> **Task instructions**: Go through the data below and return each line containing the word "Stores".

[Collected data]
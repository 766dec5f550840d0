//! `PostgreSQL` integration tests for task ownership and cascade.

use jobtrack::identity::domain::UserId;
use jobtrack::tracker::{
    domain::{ApplicationId, Task, TaskTitle},
    ports::{TaskRepository, TrackerRepositoryError},
    services::NewApplicationRequest,
};
use mockable::DefaultClock;
use rstest::rstest;

use super::helpers::{BoxError, PgContext, context, task_rows_for};

#[rstest]
#[tokio::test(flavor = "multi_thread")]
async fn postgres_delete_cascades_to_tasks(
    #[future] context: Result<Option<PgContext>, BoxError>,
) -> Result<(), BoxError> {
    let Some(ctx) = context.await? else {
        return Ok(());
    };
    let owner = UserId::new();
    let application = ctx
        .applications
        .create(owner, NewApplicationRequest::new("Acme", "SWE"))
        .await?;
    let task = ctx
        .tasks
        .create(owner, application.id(), "follow up")
        .await?
        .ok_or("task should be created")?;

    assert_eq!(task_rows_for(&ctx.pool, application.id()).await?, 1);

    let deleted = ctx.applications.delete(owner, application.id()).await?;
    let found = ctx.tasks.find(owner, task.id()).await?;

    assert_eq!(deleted, 1);
    assert!(found.is_none());
    assert_eq!(task_rows_for(&ctx.pool, application.id()).await?, 0);
    Ok(())
}

#[rstest]
#[tokio::test(flavor = "multi_thread")]
async fn postgres_toggle_is_idempotent_and_owner_scoped(
    #[future] context: Result<Option<PgContext>, BoxError>,
) -> Result<(), BoxError> {
    let Some(ctx) = context.await? else {
        return Ok(());
    };
    let owner = UserId::new();
    let application = ctx
        .applications
        .create(owner, NewApplicationRequest::new("Acme", "SWE"))
        .await?;
    let task = ctx
        .tasks
        .create(owner, application.id(), "follow up")
        .await?
        .ok_or("task should be created")?;

    let rival = ctx.tasks.toggle(UserId::new(), task.id(), true).await?;
    let first = ctx.tasks.toggle(owner, task.id(), true).await?;
    let second = ctx.tasks.toggle(owner, task.id(), true).await?;
    let stored = ctx.tasks.find(owner, task.id()).await?;

    assert_eq!(rival, 0);
    assert_eq!((first, second), (1, 1));
    assert!(stored.is_some_and(|current| current.is_completed()));
    Ok(())
}

#[rstest]
#[tokio::test(flavor = "multi_thread")]
async fn postgres_tasks_of_other_owners_are_invisible(
    #[future] context: Result<Option<PgContext>, BoxError>,
) -> Result<(), BoxError> {
    let Some(ctx) = context.await? else {
        return Ok(());
    };
    let owner = UserId::new();
    let rival = UserId::new();
    let application = ctx
        .applications
        .create(owner, NewApplicationRequest::new("Acme", "SWE"))
        .await?;
    let task = ctx
        .tasks
        .create(owner, application.id(), "follow up")
        .await?
        .ok_or("task should be created")?;

    let planted = ctx.tasks.create(rival, application.id(), "plant").await?;
    let seen = ctx.tasks.find(rival, task.id()).await?;
    let removed = ctx.tasks.delete(rival, task.id()).await?;
    let listed = ctx.repository.list_tasks(rival).await?;

    assert!(planted.is_none());
    assert!(seen.is_none());
    assert_eq!(removed, 0);
    assert!(listed.is_empty());
    Ok(())
}

#[rstest]
#[tokio::test(flavor = "multi_thread")]
async fn postgres_task_for_missing_application_is_refused(
    #[future] context: Result<Option<PgContext>, BoxError>,
) -> Result<(), BoxError> {
    let Some(ctx) = context.await? else {
        return Ok(());
    };
    let missing = ApplicationId::new();
    let task = Task::new(missing, TaskTitle::new("orphan")?, &DefaultClock);

    let result = ctx.repository.store_task(&task).await;

    assert!(matches!(
        result,
        Err(TrackerRepositoryError::ApplicationNotFound(id)) if id == missing
    ));
    Ok(())
}
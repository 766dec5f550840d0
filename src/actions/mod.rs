//! Form handlers behind the listing and login views.
//!
//! Each handler resolves the signed-in user before touching any data and
//! reports navigation as an explicit [`ActionOutcome`] or [`PageOutcome`]
//! value. Unauthenticated callers are sent to [`Route::Login`]; validation
//! failures come back as [`ActionOutcome::ValidationError`]; records that do
//! not exist or belong to someone else are silently skipped.

mod error;
mod form;
mod handlers;
mod outcome;

pub use error::{ActionError, ActionResult};
pub use form::FormData;
pub use handlers::TrackerActions;
pub use outcome::{ActionOutcome, AuthOutcome, PageOutcome, Route};
//! Step definitions for tracker behaviour scenarios.

mod given;
mod when;
//! Service layer for follow-up tasks.
//!
//! Ownership of the parent application is checked by the repository on
//! every call; nothing is cached between calls.

use crate::identity::domain::UserId;
use crate::tracker::{
    domain::{ApplicationId, Task, TaskId, TaskTitle},
    ports::{ApplicationRepository, TaskRepository, TrackerRepositoryError},
};
use mockable::Clock;
use std::sync::Arc;
use tracing::debug;

use super::TrackerServiceResult;

/// Owner-scoped task orchestration service.
#[derive(Clone)]
pub struct TaskService<R, C>
where
    R: ApplicationRepository + TaskRepository,
    C: Clock + Send + Sync,
{
    repository: Arc<R>,
    clock: Arc<C>,
}

impl<R, C> TaskService<R, C>
where
    R: ApplicationRepository + TaskRepository,
    C: Clock + Send + Sync,
{
    /// Creates a new task service.
    #[must_use]
    pub const fn new(repository: Arc<R>, clock: Arc<C>) -> Self {
        Self { repository, clock }
    }

    /// Adds a task to one of the caller's applications.
    ///
    /// Returns `Ok(None)` without persisting anything when the application
    /// does not exist or belongs to another user. Ownership is checked before
    /// the title is validated.
    ///
    /// # Errors
    ///
    /// Returns [`TrackerServiceError::Domain`](super::TrackerServiceError::Domain)
    /// when the title is blank, or
    /// [`TrackerServiceError::Repository`](super::TrackerServiceError::Repository)
    /// when storage fails.
    pub async fn create(
        &self,
        owner: UserId,
        application_id: ApplicationId,
        title: impl Into<String>,
    ) -> TrackerServiceResult<Option<Task>> {
        let Some(application) = self
            .repository
            .find_application(owner, application_id)
            .await?
        else {
            debug!(%owner, %application_id, "task target not owned by caller");
            return Ok(None);
        };

        let title = TaskTitle::new(title)?;
        let task = Task::new(application.id(), title, &*self.clock);
        match self.repository.store_task(&task).await {
            Ok(()) => {
                debug!(%owner, %application_id, task_id = %task.id(), "created task");
                Ok(Some(task))
            }
            Err(TrackerRepositoryError::ApplicationNotFound(_)) => {
                debug!(%owner, %application_id, "application deleted before task was stored");
                Ok(None)
            }
            Err(err) => Err(err.into()),
        }
    }

    /// Looks up one of the caller's tasks.
    ///
    /// # Errors
    ///
    /// Returns [`TrackerServiceError::Repository`](super::TrackerServiceError::Repository)
    /// when storage fails.
    pub async fn find(&self, owner: UserId, id: TaskId) -> TrackerServiceResult<Option<Task>> {
        Ok(self.repository.find_task(owner, id).await?)
    }

    /// Sets the completion flag of one of the caller's tasks.
    ///
    /// Setting the current value again is a no-op that still reports the row
    /// as affected. Returns `0` when the task is not the caller's.
    ///
    /// # Errors
    ///
    /// Returns [`TrackerServiceError::Repository`](super::TrackerServiceError::Repository)
    /// when storage fails.
    pub async fn toggle(
        &self,
        owner: UserId,
        id: TaskId,
        completed: bool,
    ) -> TrackerServiceResult<usize> {
        let affected = self.repository.set_task_completed(owner, id, completed).await?;
        debug!(%owner, task_id = %id, completed, affected, "task toggle");
        Ok(affected)
    }

    /// Deletes one of the caller's tasks.
    ///
    /// # Errors
    ///
    /// Returns [`TrackerServiceError::Repository`](super::TrackerServiceError::Repository)
    /// when storage fails.
    pub async fn delete(&self, owner: UserId, id: TaskId) -> TrackerServiceResult<usize> {
        let affected = self.repository.delete_task(owner, id).await?;
        debug!(%owner, task_id = %id, affected, "task delete");
        Ok(affected)
    }
}
//! URL paths targeted by the rendered forms.

use crate::tracker::domain::{ApplicationId, TaskId};

/// Login view.
pub const LOGIN: &str = "/login";
/// Sign-in form target.
pub const SIGN_IN: &str = "/login/sign-in";
/// Sign-up form target.
pub const SIGN_UP: &str = "/login/sign-up";
/// Logout form target.
pub const LOGOUT: &str = "/logout";
/// Listing view and create-application form target.
pub const APPLICATIONS: &str = "/applications";

/// Stage update form target for an application.
#[must_use]
pub fn update_stage(id: ApplicationId) -> String {
    format!("{APPLICATIONS}/{id}/stage")
}

/// Delete form target for an application.
#[must_use]
pub fn delete_application(id: ApplicationId) -> String {
    format!("{APPLICATIONS}/{id}/delete")
}

/// Add-task form target for an application.
#[must_use]
pub fn create_task(id: ApplicationId) -> String {
    format!("{APPLICATIONS}/{id}/tasks")
}

/// Toggle form target for a task.
#[must_use]
pub fn toggle_task(id: TaskId) -> String {
    format!("/tasks/{id}/toggle")
}

/// Delete form target for a task.
#[must_use]
pub fn delete_task(id: TaskId) -> String {
    format!("/tasks/{id}/delete")
}
//! Repository ports for owner-scoped application and task storage.
//!
//! Every read and mutation takes the caller's [`UserId`] and filters on it.
//! A record owned by someone else is indistinguishable from a record that
//! does not exist: lookups return `None` and mutations report zero affected
//! rows.

use crate::identity::domain::UserId;
use crate::tracker::domain::{Application, ApplicationId, Stage, Task, TaskId};
use async_trait::async_trait;
use std::sync::Arc;
use thiserror::Error;

/// Result type for tracker repository operations.
pub type TrackerRepositoryResult<T> = Result<T, TrackerRepositoryError>;

/// Application persistence contract.
#[async_trait]
pub trait ApplicationRepository: Send + Sync {
    /// Stores a new application.
    ///
    /// # Errors
    ///
    /// Returns [`TrackerRepositoryError::DuplicateApplication`] when the
    /// identifier already exists.
    async fn store_application(&self, application: &Application) -> TrackerRepositoryResult<()>;

    /// Finds an application owned by `owner`.
    async fn find_application(
        &self,
        owner: UserId,
        id: ApplicationId,
    ) -> TrackerRepositoryResult<Option<Application>>;

    /// Returns every application owned by `owner`, newest first.
    async fn list_applications(&self, owner: UserId) -> TrackerRepositoryResult<Vec<Application>>;

    /// Reassigns the stage of an application owned by `owner`.
    ///
    /// Returns the number of rows affected: `1` on success, `0` when the
    /// application does not exist or belongs to another user.
    async fn update_stage(
        &self,
        owner: UserId,
        id: ApplicationId,
        stage: Stage,
    ) -> TrackerRepositoryResult<usize>;

    /// Deletes an application owned by `owner` together with its tasks.
    ///
    /// Returns the number of application rows deleted.
    async fn delete_application(
        &self,
        owner: UserId,
        id: ApplicationId,
    ) -> TrackerRepositoryResult<usize>;
}

/// Task persistence contract. Ownership is resolved through the parent
/// application on every call.
#[async_trait]
pub trait TaskRepository: Send + Sync {
    /// Stores a new task.
    ///
    /// Callers are expected to have checked ownership of the parent.
    ///
    /// # Errors
    ///
    /// Returns [`TrackerRepositoryError::ApplicationNotFound`] when the parent
    /// application no longer exists, or
    /// [`TrackerRepositoryError::DuplicateTask`] when the identifier exists.
    async fn store_task(&self, task: &Task) -> TrackerRepositoryResult<()>;

    /// Finds a task whose parent application is owned by `owner`.
    async fn find_task(&self, owner: UserId, id: TaskId) -> TrackerRepositoryResult<Option<Task>>;

    /// Returns every task under applications owned by `owner`, newest first.
    async fn list_tasks(&self, owner: UserId) -> TrackerRepositoryResult<Vec<Task>>;

    /// Sets the completion flag of a task whose parent is owned by `owner`.
    ///
    /// Returns the number of rows affected.
    async fn set_task_completed(
        &self,
        owner: UserId,
        id: TaskId,
        completed: bool,
    ) -> TrackerRepositoryResult<usize>;

    /// Deletes a task whose parent is owned by `owner`.
    ///
    /// Returns the number of rows deleted.
    async fn delete_task(&self, owner: UserId, id: TaskId) -> TrackerRepositoryResult<usize>;
}

/// Errors returned by tracker repository implementations.
#[derive(Debug, Clone, Error)]
pub enum TrackerRepositoryError {
    /// An application with the same identifier already exists.
    #[error("duplicate application identifier: {0}")]
    DuplicateApplication(ApplicationId),

    /// A task with the same identifier already exists.
    #[error("duplicate task identifier: {0}")]
    DuplicateTask(TaskId),

    /// The parent application of a new task does not exist.
    #[error("application not found: {0}")]
    ApplicationNotFound(ApplicationId),

    /// Persisted data could not be reconstructed into domain types.
    #[error("invalid persisted data: {0}")]
    InvalidPersistedData(Arc<dyn std::error::Error + Send + Sync>),

    /// Persistence-layer failure.
    #[error("persistence error: {0}")]
    Persistence(Arc<dyn std::error::Error + Send + Sync>),
}

impl TrackerRepositoryError {
    /// Wraps a data-quality or deserialization error from persisted rows.
    pub fn invalid_persisted_data(err: impl std::error::Error + Send + Sync + 'static) -> Self {
        Self::InvalidPersistedData(Arc::new(err))
    }

    /// Wraps a persistence error.
    pub fn persistence(err: impl std::error::Error + Send + Sync + 'static) -> Self {
        Self::Persistence(Arc::new(err))
    }
}
//! Follow-up task attached to an application.

use super::{ApplicationId, TaskId, TrackerDomainError, application::non_blank};
use chrono::{DateTime, SubsecRound, Utc};
use mockable::Clock;
use serde::{Deserialize, Serialize};
use std::fmt;

/// Non-empty, trimmed task title.
#[derive(Debug, Clone, PartialEq, Eq, Hash, Serialize, Deserialize)]
#[serde(transparent)]
pub struct TaskTitle(String);

impl TaskTitle {
    /// Creates a validated task title.
    ///
    /// # Errors
    ///
    /// Returns [`TrackerDomainError::EmptyTaskTitle`] when the value is empty
    /// after trimming.
    pub fn new(value: impl Into<String>) -> Result<Self, TrackerDomainError> {
        non_blank(value.into())
            .map(Self)
            .ok_or(TrackerDomainError::EmptyTaskTitle)
    }

    /// Returns the title as a string slice.
    #[must_use]
    pub fn as_str(&self) -> &str {
        &self.0
    }
}

impl fmt::Display for TaskTitle {
    fn fmt(&self, f: &mut fmt::Formatter<'_>) -> fmt::Result {
        f.write_str(&self.0)
    }
}

/// Follow-up task.
///
/// Tasks carry no owner of their own; the owner of the parent application
/// governs every mutation.
#[derive(Debug, Clone, PartialEq, Eq, Serialize, Deserialize)]
pub struct Task {
    id: TaskId,
    application_id: ApplicationId,
    title: TaskTitle,
    completed: bool,
    created_at: DateTime<Utc>,
}

/// Parameter object for reconstructing a persisted task.
#[derive(Debug, Clone, PartialEq, Eq)]
pub struct PersistedTaskData {
    /// Persisted task identifier.
    pub id: TaskId,
    /// Persisted parent application identifier.
    pub application_id: ApplicationId,
    /// Persisted title.
    pub title: TaskTitle,
    /// Persisted completion flag.
    pub completed: bool,
    /// Persisted creation timestamp.
    pub created_at: DateTime<Utc>,
}

impl Task {
    /// Creates a new, incomplete task for an application.
    #[must_use]
    pub fn new(application_id: ApplicationId, title: TaskTitle, clock: &impl Clock) -> Self {
        Self {
            id: TaskId::new(),
            application_id,
            title,
            completed: false,
            created_at: clock.utc().trunc_subsecs(6),
        }
    }

    /// Reconstructs a task from persisted storage.
    #[must_use]
    pub fn from_persisted(data: PersistedTaskData) -> Self {
        Self {
            id: data.id,
            application_id: data.application_id,
            title: data.title,
            completed: data.completed,
            created_at: data.created_at,
        }
    }

    /// Returns the task identifier.
    #[must_use]
    pub const fn id(&self) -> TaskId {
        self.id
    }

    /// Returns the parent application identifier.
    #[must_use]
    pub const fn application_id(&self) -> ApplicationId {
        self.application_id
    }

    /// Returns the title.
    #[must_use]
    pub const fn title(&self) -> &TaskTitle {
        &self.title
    }

    /// Returns whether the task is done.
    #[must_use]
    pub const fn is_completed(&self) -> bool {
        self.completed
    }

    /// Returns the creation timestamp.
    #[must_use]
    pub const fn created_at(&self) -> DateTime<Utc> {
        self.created_at
    }

    /// Sets the completion flag.
    pub const fn set_completed(&mut self, completed: bool) {
        self.completed = completed;
    }
}
//! Identifier types for the tracker domain.

use serde::{Deserialize, Serialize};
use std::fmt;
use uuid::Uuid;

macro_rules! uuid_identifier {
    ($(#[$meta:meta])* $name:ident) => {
        $(#[$meta])*
        #[derive(Debug, Clone, Copy, PartialEq, Eq, Hash, Serialize, Deserialize)]
        #[serde(transparent)]
        pub struct $name(Uuid);

        impl $name {
            /// Creates a new random identifier.
            #[must_use]
            pub fn new() -> Self {
                Self(Uuid::new_v4())
            }

            /// Creates an identifier from an existing UUID.
            #[must_use]
            pub const fn from_uuid(uuid: Uuid) -> Self {
                Self(uuid)
            }

            /// Parses an identifier submitted as text.
            ///
            /// Returns `None` when the value is not a UUID.
            #[must_use]
            pub fn parse(value: &str) -> Option<Self> {
                Uuid::parse_str(value.trim()).ok().map(Self)
            }

            /// Returns the wrapped UUID.
            #[must_use]
            pub const fn into_inner(self) -> Uuid {
                self.0
            }
        }

        impl Default for $name {
            fn default() -> Self {
                Self::new()
            }
        }

        impl AsRef<Uuid> for $name {
            fn as_ref(&self) -> &Uuid {
                &self.0
            }
        }

        impl fmt::Display for $name {
            fn fmt(&self, f: &mut fmt::Formatter<'_>) -> fmt::Result {
                write!(f, "{}", self.0)
            }
        }
    };
}

uuid_identifier!(
    /// Unique identifier for a tracked job application.
    ApplicationId
);

uuid_identifier!(
    /// Unique identifier for a follow-up task.
    TaskId
);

> **Task output**:
    /// Stores a new application.
    /// Stores a new task.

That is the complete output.